Area I: Human-Robot Teaming. In his 2009 book, Wired for War, Peter Singer examined the future of warfare through the lens of robots becoming a pervasive element of military operations. This is not a new vision. Science fictions writers have been writing about robots and warfare for nearly a century. Indeed, ‘human automata’ have been described and constructed for over 500 years. But it was only in 1921 that the Czech writer Karen Capek coined the term ‘Robot’ in a play called Rossum’s Universal Robots.
Since that time, scientists, writers and industrialists have built and imagined robots for the broadest range of functions. From the construction of motor vehicles on assembly lines, to more sophisticated models undertaking functions on the International Space Station, early generation robots have assumed multiple functions that are either cheaper or safer than using humans.

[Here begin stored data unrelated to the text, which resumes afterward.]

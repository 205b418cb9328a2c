pub mod command;
pub mod engine;
pub mod error;
pub mod materialize;
pub mod vars;

use std::collections::{BTreeMap, BTreeSet};
use std::path::PathBuf;

use crate::command::schema::ArgSpec;
use crate::command::{CommandTemplate, TemplateStore};
use crate::error::{GraftError, Result};
use crate::materialize::{MaterializeReport, PlannedFile};
use crate::vars::{collect_variables, VarOptions};

pub struct ApplyOptions {
    pub command: String,
    pub root: Option<String>,
    pub data: Vec<(String, String)>,
    pub defaults: bool,
}

/// Everything needed to execute an apply that has been planned but not yet
/// written: the resolved command chain, target root, and variable map.
pub struct ApplyPlan {
    pub root: PathBuf,
    pub variables: BTreeMap<String, String>,
    /// The requested command plus every `run` reference, cycle-checked, in
    /// execution order.
    pub chain: Vec<(String, CommandTemplate)>,
}

/// Plan an apply: resolve the command (and its `run` chain), collect
/// variables. Does **not** write any files.
pub fn plan_apply(store: &TemplateStore, options: ApplyOptions) -> Result<ApplyPlan> {
    let chain = resolve_chain(store, &options.command)?;

    let root = match &options.root {
        Some(r) => PathBuf::from(r),
        None => std::env::current_dir().map_err(|e| GraftError::Io {
            context: "getting current directory".into(),
            source: e,
        })?,
    };

    // Union of the declared args across the whole chain, first declaration
    // wins, so a composed command prompts once per key.
    let mut seen: BTreeSet<String> = BTreeSet::new();
    let mut args: Vec<ArgSpec> = Vec::new();
    for (_, template) in &chain {
        for arg in &template.args {
            if seen.insert(arg.key.clone()) {
                args.push(arg.clone());
            }
        }
    }

    let variables = collect_variables(
        &args,
        &VarOptions {
            overrides: options.data.into_iter().collect(),
            use_defaults: options.defaults,
        },
    )?;

    Ok(ApplyPlan {
        root,
        variables,
        chain,
    })
}

/// Execute a previously planned apply: materialize every command in the
/// chain and combine the touched-file reports.
pub fn execute_apply(plan: &ApplyPlan) -> Result<MaterializeReport> {
    std::fs::create_dir_all(&plan.root).map_err(|e| GraftError::Io {
        context: format!("creating target directory {}", plan.root.display()),
        source: e,
    })?;

    let mut combined = MaterializeReport::default();
    for (_, template) in &plan.chain {
        let report = materialize::materialize(template, &plan.root, &plan.variables)?;
        combined.touched.extend(report.touched);
        combined.dirs_created.extend(report.dirs_created);
    }
    Ok(combined)
}

/// Apply a command template to a project directory.
pub fn apply(store: &TemplateStore, options: ApplyOptions) -> Result<MaterializeReport> {
    let plan = plan_apply(store, options)?;
    execute_apply(&plan)
}

/// Dry-run: the same path/name/content resolution as [`apply`], without
/// writing.
pub fn preview_apply(store: &TemplateStore, options: ApplyOptions) -> Result<Vec<PlannedFile>> {
    let plan = plan_apply(store, options)?;
    let mut combined = Vec::new();
    for (_, template) in &plan.chain {
        combined.extend(materialize::preview(template, &plan.root, &plan.variables)?);
    }
    Ok(combined)
}

/// Resolve a command and its `run` references depth-first. A command runs
/// at most once; a cycle is an error naming the offending chain.
fn resolve_chain(store: &TemplateStore, name: &str) -> Result<Vec<(String, CommandTemplate)>> {
    let mut chain = Vec::new();
    let mut executed: BTreeSet<String> = BTreeSet::new();
    let mut path: Vec<String> = Vec::new();
    visit(store, name, &mut chain, &mut executed, &mut path)?;
    Ok(chain)
}

fn visit(
    store: &TemplateStore,
    name: &str,
    chain: &mut Vec<(String, CommandTemplate)>,
    executed: &mut BTreeSet<String>,
    path: &mut Vec<String>,
) -> Result<()> {
    if path.iter().any(|n| n == name) {
        let mut cycle = path.clone();
        cycle.push(name.to_string());
        return Err(GraftError::CircularRun { chain: cycle });
    }
    if !executed.insert(name.to_string()) {
        return Ok(());
    }

    let template = store.load(name)?;
    path.push(name.to_string());
    chain.push((name.to_string(), template.clone()));
    for reference in &template.run {
        visit(store, reference, chain, executed, path)?;
    }
    path.pop();
    Ok(())
}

As recent future trends documents have found, remote and automated systems (armed and unarmed), will proliferate over the next 20 years. As these become cheaper and easier to produce, technologically advanced systems are likely to be used by a larger number developing states and non-state actors. As they become capable of more functions, more reliable and trusted by humans, their employment in all military services is likely to become widespread.
Enterprise and Battlefield Applications. Human-robot teams will have broad application across military organizations. In an enterprise approach, human-robot combinations would be useful in military training establishments to provide consistent training outcomes, and offer the test-bed for best practices in developing human-robot tasking relationships. In day to day logistics, robots are likely to have high utility in performing tasks that Max Boot in War Made New classified as ‘dull, dirty, and dangerous,’ such as vehicle maintenance and repair, and basic movement tasks.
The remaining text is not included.